[Collected data entries]
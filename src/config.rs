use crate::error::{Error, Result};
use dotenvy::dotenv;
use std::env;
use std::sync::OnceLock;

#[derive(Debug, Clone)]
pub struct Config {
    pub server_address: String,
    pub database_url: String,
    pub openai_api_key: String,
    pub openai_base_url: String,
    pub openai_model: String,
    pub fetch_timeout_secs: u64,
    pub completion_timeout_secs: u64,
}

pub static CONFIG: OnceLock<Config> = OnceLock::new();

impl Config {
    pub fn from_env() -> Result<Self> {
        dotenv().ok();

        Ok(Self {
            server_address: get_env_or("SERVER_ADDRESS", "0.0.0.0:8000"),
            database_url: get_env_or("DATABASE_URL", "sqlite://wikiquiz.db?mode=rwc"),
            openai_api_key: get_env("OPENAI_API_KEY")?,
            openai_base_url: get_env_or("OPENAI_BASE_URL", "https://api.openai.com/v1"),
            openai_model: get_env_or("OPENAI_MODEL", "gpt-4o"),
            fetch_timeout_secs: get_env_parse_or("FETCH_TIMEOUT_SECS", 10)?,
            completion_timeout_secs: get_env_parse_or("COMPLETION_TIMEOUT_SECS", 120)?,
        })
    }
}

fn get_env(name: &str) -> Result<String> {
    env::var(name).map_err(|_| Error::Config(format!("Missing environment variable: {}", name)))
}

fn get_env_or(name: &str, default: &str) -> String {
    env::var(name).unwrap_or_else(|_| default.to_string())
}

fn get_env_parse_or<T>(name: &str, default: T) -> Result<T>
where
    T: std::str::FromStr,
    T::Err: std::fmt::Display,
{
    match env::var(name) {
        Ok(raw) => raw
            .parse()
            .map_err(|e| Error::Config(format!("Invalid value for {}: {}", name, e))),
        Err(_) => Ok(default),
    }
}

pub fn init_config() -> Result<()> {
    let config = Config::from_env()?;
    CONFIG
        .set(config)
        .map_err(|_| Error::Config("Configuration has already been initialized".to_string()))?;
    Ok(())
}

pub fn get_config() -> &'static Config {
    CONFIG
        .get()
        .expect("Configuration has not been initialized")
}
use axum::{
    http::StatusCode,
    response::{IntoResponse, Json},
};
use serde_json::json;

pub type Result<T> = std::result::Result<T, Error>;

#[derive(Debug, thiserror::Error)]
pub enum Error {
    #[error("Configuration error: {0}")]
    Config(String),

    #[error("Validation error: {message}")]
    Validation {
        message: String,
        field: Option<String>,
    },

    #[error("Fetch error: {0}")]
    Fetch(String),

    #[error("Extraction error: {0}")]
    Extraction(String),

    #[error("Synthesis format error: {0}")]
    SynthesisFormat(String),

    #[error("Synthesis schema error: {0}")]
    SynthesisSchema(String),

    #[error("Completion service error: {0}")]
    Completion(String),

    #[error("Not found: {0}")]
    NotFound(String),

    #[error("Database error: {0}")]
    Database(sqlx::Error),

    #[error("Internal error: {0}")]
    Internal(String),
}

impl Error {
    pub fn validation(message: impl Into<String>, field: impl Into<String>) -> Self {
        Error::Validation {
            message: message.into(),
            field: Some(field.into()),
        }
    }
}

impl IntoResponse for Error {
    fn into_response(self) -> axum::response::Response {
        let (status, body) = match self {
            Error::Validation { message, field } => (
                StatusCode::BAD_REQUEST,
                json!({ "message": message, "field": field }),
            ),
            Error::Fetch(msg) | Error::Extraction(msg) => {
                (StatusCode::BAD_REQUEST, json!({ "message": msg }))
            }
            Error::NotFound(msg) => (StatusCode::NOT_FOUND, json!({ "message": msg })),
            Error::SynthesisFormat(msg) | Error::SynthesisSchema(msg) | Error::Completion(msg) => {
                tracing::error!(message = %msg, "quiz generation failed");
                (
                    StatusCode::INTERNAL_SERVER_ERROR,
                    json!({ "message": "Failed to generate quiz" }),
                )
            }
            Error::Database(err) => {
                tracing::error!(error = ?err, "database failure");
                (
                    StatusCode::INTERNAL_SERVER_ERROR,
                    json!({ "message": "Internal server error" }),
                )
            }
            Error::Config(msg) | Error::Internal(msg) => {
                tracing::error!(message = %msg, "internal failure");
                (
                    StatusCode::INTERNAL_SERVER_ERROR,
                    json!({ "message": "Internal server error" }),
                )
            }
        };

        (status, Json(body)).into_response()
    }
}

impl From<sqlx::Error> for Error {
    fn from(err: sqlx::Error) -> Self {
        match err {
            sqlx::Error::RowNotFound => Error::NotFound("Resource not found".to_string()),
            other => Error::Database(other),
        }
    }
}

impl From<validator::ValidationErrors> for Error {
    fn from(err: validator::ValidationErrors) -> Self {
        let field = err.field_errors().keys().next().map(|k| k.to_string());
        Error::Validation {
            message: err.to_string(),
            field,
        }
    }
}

What you need to do — Search the entries above for the word "StatusCode" and copy each line where it appears.

Output for this exercise —
    http::StatusCode,
                StatusCode::BAD_REQUEST,
                (StatusCode::BAD_REQUEST, json!({ "message": msg }))
            Error::NotFound(msg) => (StatusCode::NOT_FOUND, json!({ "message": msg })),
                    StatusCode::INTERNAL_SERVER_ERROR,
                    StatusCode::INTERNAL_SERVER_ERROR,
                    StatusCode::INTERNAL_SERVER_ERROR,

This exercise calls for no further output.